Stored data entries
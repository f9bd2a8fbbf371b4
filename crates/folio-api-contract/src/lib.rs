// Copyright 2025 Schelling Point Labs Inc
// SPDX-License-Identifier: AGPL-3.0-only

//! Folio REST API contract types and validation
//!
//! Wire types shared by the REST server, its storage layer and its tests.
//! JSON field names are camelCase; enum values are lowercase and double as
//! the SQLite storage representation.

pub mod accounts;
pub mod analytics;
pub mod content;
pub mod error;
pub mod notifications;
pub mod security;
pub mod system;
pub mod types;
pub mod validation;

pub use accounts::*;
pub use analytics::*;
pub use content::*;
pub use error::*;
pub use notifications::*;
pub use security::*;
pub use system::*;
pub use types::*;

/// Generate OpenAPI schema for the API contract types
#[cfg(feature = "utoipa")]
pub fn openapi_schema() -> utoipa::openapi::OpenApi {
    use utoipa::OpenApi;
    #[derive(OpenApi)]
    #[openapi(
        info(title = "Folio Admin REST API"),
        paths(),
        components(schemas(
            PostStatus,
            PortfolioStatus,
            UserRole,
            UserStatus,
            Severity,
            NotificationKind,
            EventType,
            BanDuration,
            TimeRange,
            OverviewRange,
            BackupKind,
            BackupStatus,
            SuccessResponse,
            NamedValue,
            LabeledCounts,
            CountryCount,
            LoginRequest,
            LoginResponse,
            User,
            CreateUserRequest,
            UpdateUserRequest,
            BanUserRequest,
            UpdateUserStatusRequest,
            ResetPasswordRequest,
            ChangePasswordRequest,
            LoginHistoryEntry,
            ActivityEntry,
            UserProfile,
            UpdateProfileRequest,
            SecurityOverview,
            UpdateSecurityRequest,
            UserStats,
            UserGrowthSeries,
            UserAnalyticsResponse,
            Post,
            PostInput,
            PostSummary,
            PortfolioItem,
            PortfolioInput,
            CategoryCount,
            PortfolioStats,
            PortfolioSummary,
            PortfolioOverview,
            CategoryViews,
            PortfolioAnalytics,
            ExportRequest,
            BulkAction,
            BulkActionRequest,
            BulkActionResponse,
            Testimonial,
            TestimonialInput,
            PricingPlan,
            PricingPlanInput,
            TrackEventRequest,
            AnalyticsEvent,
            OverviewStats,
            DailyCount,
            OverviewCharts,
            OverviewResponse,
            DashboardStat,
            TrafficSeries,
            PageStat,
            DashboardResponse,
            RecentVisitor,
            RealtimeResponse,
            HeatmapPoint,
            Notification,
            NewNotification,
            BulkNotificationRequest,
            QuietHours,
            NotificationPreferences,
            SecurityLogEntry,
            BlockedIp,
            BlockIpRequest,
            SecurityRule,
            SecurityRuleInput,
            SecurityAlert,
            AuditEntry,
            ApiKeyResponse,
            BackupRecord,
            BackupCreated,
            RestoreRequest,
            BackupCleanup,
            SearchResultType,
            SearchResult,
            SearchResponse,
            PostCounts,
            DashboardSummary,
            ProblemDetails
        ))
    )]
    struct ApiDoc;
    ApiDoc::openapi()
}

#[cfg(all(test, feature = "utoipa"))]
mod tests {
    #[test]
    fn openapi_lists_core_schemas() {
        let doc = super::openapi_schema();
        let components = doc.components.expect("components");
        for name in ["Post", "User", "ProblemDetails", "NotificationPreferences"] {
            assert!(components.schemas.contains_key(name), "missing {name}");
        }
    }
}
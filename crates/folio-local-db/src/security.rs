// Copyright 2025 Schelling Point Labs Inc
// SPDX-License-Identifier: AGPL-3.0-only

//! Security log, alerts, blocked IPs, detection rules and audit trail

use crate::codec::{json, new_id, text_enum, to_json, Filter};
use crate::{Error, Result};
use chrono::{DateTime, Utc};
use folio_api_contract::{
    AuditEntry, BlockedIp, NewSecurityEvent, SecurityAlert, SecurityLogEntry, SecurityLogFilter,
    SecurityRule, SecurityRuleInput,
};
use rusqlite::{params, Connection, OptionalExtension, Row};

const LOG_COLUMNS: &str = "id, event_type, severity, message, details, ip, user_agent, user_id, \
     resolved, resolved_by, resolved_at, created_at";

fn log_from_row(row: &Row<'_>) -> rusqlite::Result<SecurityLogEntry> {
    Ok(SecurityLogEntry {
        id: row.get(0)?,
        event_type: row.get(1)?,
        severity: text_enum(row, 2)?,
        message: row.get(3)?,
        details: json(row, 4)?,
        ip: row.get(5)?,
        user_agent: row.get(6)?,
        user_id: row.get(7)?,
        resolved: row.get(8)?,
        resolved_by: row.get(9)?,
        resolved_at: row.get(10)?,
        created_at: row.get(11)?,
    })
}

fn alert_from_row(row: &Row<'_>) -> rusqlite::Result<SecurityAlert> {
    Ok(SecurityAlert {
        id: row.get(0)?,
        log_id: row.get(1)?,
        event_type: row.get(2)?,
        severity: text_enum(row, 3)?,
        message: row.get(4)?,
        notification_sent: row.get(5)?,
        error: row.get(6)?,
        created_at: row.get(7)?,
    })
}

fn rule_from_row(row: &Row<'_>) -> rusqlite::Result<SecurityRule> {
    Ok(SecurityRule {
        id: row.get(0)?,
        name: row.get(1)?,
        rule_type: row.get(2)?,
        pattern: row.get(3)?,
        enabled: row.get(4)?,
        created_at: row.get(5)?,
    })
}

fn blocked_from_row(row: &Row<'_>) -> rusqlite::Result<BlockedIp> {
    Ok(BlockedIp {
        ip: row.get(0)?,
        reason: row.get(1)?,
        expires_at: row.get(2)?,
        created_at: row.get(3)?,
    })
}

pub struct SecurityStore<'a> {
    conn: &'a Connection,
}

impl<'a> SecurityStore<'a> {
    pub fn new(conn: &'a Connection) -> Self {
        Self { conn }
    }

    pub fn log(&self, event: &NewSecurityEvent) -> Result<SecurityLogEntry> {
        let entry = SecurityLogEntry {
            id: new_id(),
            event_type: event.event_type.clone(),
            severity: event.severity,
            message: event.message.clone(),
            details: event.details.clone(),
            ip: event.ip.clone(),
            user_agent: event.user_agent.clone(),
            user_id: event.user_id.clone(),
            resolved: false,
            resolved_by: None,
            resolved_at: None,
            created_at: Utc::now(),
        };
        self.conn.execute(
            &format!(
                "INSERT INTO security_logs ({LOG_COLUMNS})
                 VALUES (?1, ?2, ?3, ?4, ?5, ?6, ?7, ?8, 0, NULL, NULL, ?9)"
            ),
            params![
                entry.id,
                entry.event_type,
                entry.severity.as_str(),
                entry.message,
                to_json(&entry.details)?,
                entry.ip,
                entry.user_agent,
                entry.user_id,
                entry.created_at,
            ],
        )?;
        Ok(entry)
    }

    /// Newest first
    pub fn logs(&self, filter: &SecurityLogFilter) -> Result<Vec<SecurityLogEntry>> {
        let mut where_ = Filter::default();
        if let Some(event_type) = filter.event_type.clone() {
            where_.push("event_type = ?", event_type);
        }
        if let Some(severity) = filter.severity {
            where_.push("severity = ?", severity.as_str());
        }
        if let Some(resolved) = filter.resolved {
            where_.push("resolved = ?", resolved);
        }
        if let Some(since) = filter.since {
            where_.push("created_at >= ?", since);
        }
        if let Some(until) = filter.until {
            where_.push("created_at < ?", until);
        }
        if let Some(user_id) = filter.user_id.clone() {
            where_.push("user_id = ?", user_id);
        }
        let where_sql = where_.where_sql();
        let limit_sql = where_.limit_sql(filter.limit);
        let sql = format!(
            "SELECT {LOG_COLUMNS} FROM security_logs{where_sql} ORDER BY created_at DESC, rowid DESC{limit_sql}"
        );
        let mut stmt = self.conn.prepare(&sql)?;
        let rows = stmt
            .query_map(where_.params(), log_from_row)?
            .collect::<rusqlite::Result<Vec<_>>>()?;
        Ok(rows)
    }

    pub fn resolve(&self, id: &str, resolved_by: &str) -> Result<SecurityLogEntry> {
        let changed = self.conn.execute(
            "UPDATE security_logs SET resolved = 1, resolved_by = ?2, resolved_at = ?3 WHERE id = ?1",
            params![id, resolved_by, Utc::now()],
        )?;
        if changed == 0 {
            return Err(Error::not_found("security log", id));
        }
        Ok(self.conn.query_row(
            &format!("SELECT {LOG_COLUMNS} FROM security_logs WHERE id = ?1"),
            params![id],
            log_from_row,
        )?)
    }

    /// Unresolved high and critical events, newest first
    pub fn active_threats(&self) -> Result<Vec<SecurityLogEntry>> {
        let mut stmt = self.conn.prepare(&format!(
            "SELECT {LOG_COLUMNS} FROM security_logs
             WHERE resolved = 0 AND severity IN ('high', 'critical')
             ORDER BY created_at DESC, rowid DESC"
        ))?;
        let rows = stmt
            .query_map([], log_from_row)?
            .collect::<rusqlite::Result<Vec<_>>>()?;
        Ok(rows)
    }

    pub fn record_alert(
        &self,
        log: &SecurityLogEntry,
        notification_sent: bool,
        error: Option<&str>,
    ) -> Result<SecurityAlert> {
        let alert = SecurityAlert {
            id: new_id(),
            log_id: log.id.clone(),
            event_type: log.event_type.clone(),
            severity: log.severity,
            message: log.message.clone(),
            notification_sent,
            error: error.map(str::to_string),
            created_at: Utc::now(),
        };
        self.conn.execute(
            "INSERT INTO security_alerts (id, log_id, event_type, severity, message,
                 notification_sent, error, created_at)
             VALUES (?1, ?2, ?3, ?4, ?5, ?6, ?7, ?8)",
            params![
                alert.id,
                alert.log_id,
                alert.event_type,
                alert.severity.as_str(),
                alert.message,
                alert.notification_sent,
                alert.error,
                alert.created_at,
            ],
        )?;
        Ok(alert)
    }

    pub fn alerts(&self, limit: u32) -> Result<Vec<SecurityAlert>> {
        let mut stmt = self.conn.prepare(
            "SELECT id, log_id, event_type, severity, message, notification_sent, error, created_at
             FROM security_alerts ORDER BY created_at DESC, rowid DESC LIMIT ?1",
        )?;
        let rows = stmt
            .query_map(params![limit], alert_from_row)?
            .collect::<rusqlite::Result<Vec<_>>>()?;
        Ok(rows)
    }

    pub fn blocked_ip(&self, ip: &str) -> Result<Option<BlockedIp>> {
        Ok(self
            .conn
            .query_row(
                "SELECT ip, reason, expires_at, created_at FROM blocked_ips WHERE ip = ?1",
                params![ip],
                blocked_from_row,
            )
            .optional()?)
    }

    /// Block `ip`, replacing any existing entry
    pub fn block_ip(
        &self,
        ip: &str,
        reason: &str,
        expires_at: Option<DateTime<Utc>>,
    ) -> Result<BlockedIp> {
        let blocked = BlockedIp {
            ip: ip.to_string(),
            reason: reason.to_string(),
            expires_at,
            created_at: Utc::now(),
        };
        self.conn.execute(
            "INSERT INTO blocked_ips (ip, reason, expires_at, created_at) VALUES (?1, ?2, ?3, ?4)
             ON CONFLICT(ip) DO UPDATE SET reason = excluded.reason,
                 expires_at = excluded.expires_at, created_at = excluded.created_at",
            params![blocked.ip, blocked.reason, blocked.expires_at, blocked.created_at],
        )?;
        Ok(blocked)
    }

    pub fn unblock_ip(&self, ip: &str) -> Result<bool> {
        let changed = self
            .conn
            .execute("DELETE FROM blocked_ips WHERE ip = ?1", params![ip])?;
        Ok(changed > 0)
    }

    pub fn blocked_ips(&self) -> Result<Vec<BlockedIp>> {
        let mut stmt = self.conn.prepare(
            "SELECT ip, reason, expires_at, created_at FROM blocked_ips ORDER BY created_at DESC",
        )?;
        let rows = stmt
            .query_map([], blocked_from_row)?
            .collect::<rusqlite::Result<Vec<_>>>()?;
        Ok(rows)
    }

    pub fn rules(&self) -> Result<Vec<SecurityRule>> {
        let mut stmt = self.conn.prepare(
            "SELECT id, name, rule_type, pattern, enabled, created_at FROM security_rules
             ORDER BY created_at, rowid",
        )?;
        let rows = stmt
            .query_map([], rule_from_row)?
            .collect::<rusqlite::Result<Vec<_>>>()?;
        Ok(rows)
    }

    pub fn create_rule(&self, input: &SecurityRuleInput) -> Result<SecurityRule> {
        let rule = SecurityRule {
            id: new_id(),
            name: input.name.clone(),
            rule_type: input.rule_type.clone(),
            pattern: input.pattern.clone(),
            enabled: input.enabled,
            created_at: Utc::now(),
        };
        self.conn.execute(
            "INSERT INTO security_rules (id, name, rule_type, pattern, enabled, created_at)
             VALUES (?1, ?2, ?3, ?4, ?5, ?6)",
            params![
                rule.id,
                rule.name,
                rule.rule_type,
                rule.pattern,
                rule.enabled,
                rule.created_at
            ],
        )?;
        Ok(rule)
    }

    pub fn audit(
        &self,
        action: &str,
        user_id: &str,
        details: &serde_json::Value,
        ip_address: Option<&str>,
        user_agent: Option<&str>,
    ) -> Result<AuditEntry> {
        let entry = AuditEntry {
            id: new_id(),
            action: action.to_string(),
            user_id: user_id.to_string(),
            details: details.clone(),
            ip_address: ip_address.map(str::to_string),
            user_agent: user_agent.map(str::to_string),
            created_at: Utc::now(),
        };
        self.conn.execute(
            "INSERT INTO security_audit (id, action, user_id, details, ip_address, user_agent, created_at)
             VALUES (?1, ?2, ?3, ?4, ?5, ?6, ?7)",
            params![
                entry.id,
                entry.action,
                entry.user_id,
                to_json(&entry.details)?,
                entry.ip_address,
                entry.user_agent,
                entry.created_at,
            ],
        )?;
        Ok(entry)
    }

    pub fn audit_trail(&self, limit: u32) -> Result<Vec<AuditEntry>> {
        let mut stmt = self.conn.prepare(
            "SELECT id, action, user_id, details, ip_address, user_agent, created_at
             FROM security_audit ORDER BY created_at DESC, rowid DESC LIMIT ?1",
        )?;
        let rows = stmt
            .query_map(params![limit], |row| {
                Ok(AuditEntry {
                    id: row.get(0)?,
                    action: row.get(1)?,
                    user_id: row.get(2)?,
                    details: json(row, 3)?,
                    ip_address: row.get(4)?,
                    user_agent: row.get(5)?,
                    created_at: row.get(6)?,
                })
            })?
            .collect::<rusqlite::Result<Vec<_>>>()?;
        Ok(rows)
    }
}

#[cfg(test)]
mod tests {
    use super::*;
    use crate::Database;
    use chrono::Duration;
    use folio_api_contract::Severity;

    #[test]
    fn logs_filter_and_resolve() {
        let db = Database::open_in_memory().unwrap();
        db.with_conn(|conn| {
            let store = SecurityStore::new(conn);
            store.log(&NewSecurityEvent::new("login_failed", Severity::Low, "bad password"))?;
            let threat = store.log(
                &NewSecurityEvent::new("threat_detected", Severity::High, "script tag")
                    .ip(Some("10.1.1.1".into())),
            )?;

            let high = store.logs(&SecurityLogFilter {
                severity: Some(Severity::High),
                ..Default::default()
            })?;
            assert_eq!(high.len(), 1);
            assert_eq!(store.active_threats()?.len(), 1);

            let resolved = store.resolve(&threat.id, "admin-1")?;
            assert!(resolved.resolved);
            assert_eq!(resolved.resolved_by.as_deref(), Some("admin-1"));
            assert!(store.active_threats()?.is_empty());

            let unresolved = store.logs(&SecurityLogFilter {
                resolved: Some(false),
                ..Default::default()
            })?;
            assert_eq!(unresolved.len(), 1);
            Ok(())
        })
        .unwrap();
    }

    #[test]
    fn block_ip_upserts() {
        let db = Database::open_in_memory().unwrap();
        db.with_conn(|conn| {
            let store = SecurityStore::new(conn);
            store.block_ip("1.2.3.4", "scan", None)?;
            let expires = Utc::now() + Duration::hours(1);
            store.block_ip("1.2.3.4", "abuse", Some(expires))?;
            let blocked = store.blocked_ip("1.2.3.4")?.unwrap();
            assert_eq!(blocked.reason, "abuse");
            assert_eq!(blocked.expires_at, Some(expires));
            assert_eq!(store.blocked_ips()?.len(), 1);
            assert!(store.unblock_ip("1.2.3.4")?);
            assert!(store.blocked_ip("1.2.3.4")?.is_none());
            Ok(())
        })
        .unwrap();
    }

    #[test]
    fn alerts_reference_logs() {
        let db = Database::open_in_memory().unwrap();
        db.with_conn(|conn| {
            let store = SecurityStore::new(conn);
            let log = store.log(&NewSecurityEvent::new("ip_blocked", Severity::Critical, "x"))?;
            store.record_alert(&log, false, Some("no admins"))?;
            let alerts = store.alerts(10)?;
            assert_eq!(alerts.len(), 1);
            assert_eq!(alerts[0].log_id, log.id);
            assert!(!alerts[0].notification_sent);
            Ok(())
        })
        .unwrap();
    }
}
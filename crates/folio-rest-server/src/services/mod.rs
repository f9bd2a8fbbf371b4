// Copyright 2025 Schelling Point Labs Inc
// SPDX-License-Identifier: AGPL-3.0-only

//! Business logic services

pub mod analytics;
pub mod backup;
pub mod login;
pub mod notifications;
pub mod security;
pub mod settings;
pub mod tasks;

pub use backup::{BackupStore, BackupService, FilesystemBackupStore};
pub use login::LoginThrottle;
pub use notifications::{
    Audience, LogSink, NotificationChannel, NotificationService, NotificationSink,
};
pub use security::{SecurityService, ThreatDetector};
pub use settings::SettingsService;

**Your objective**
Tallying every line that holds the string "Connection", report the total for the records and nothing else.

**Solution to the problem**
3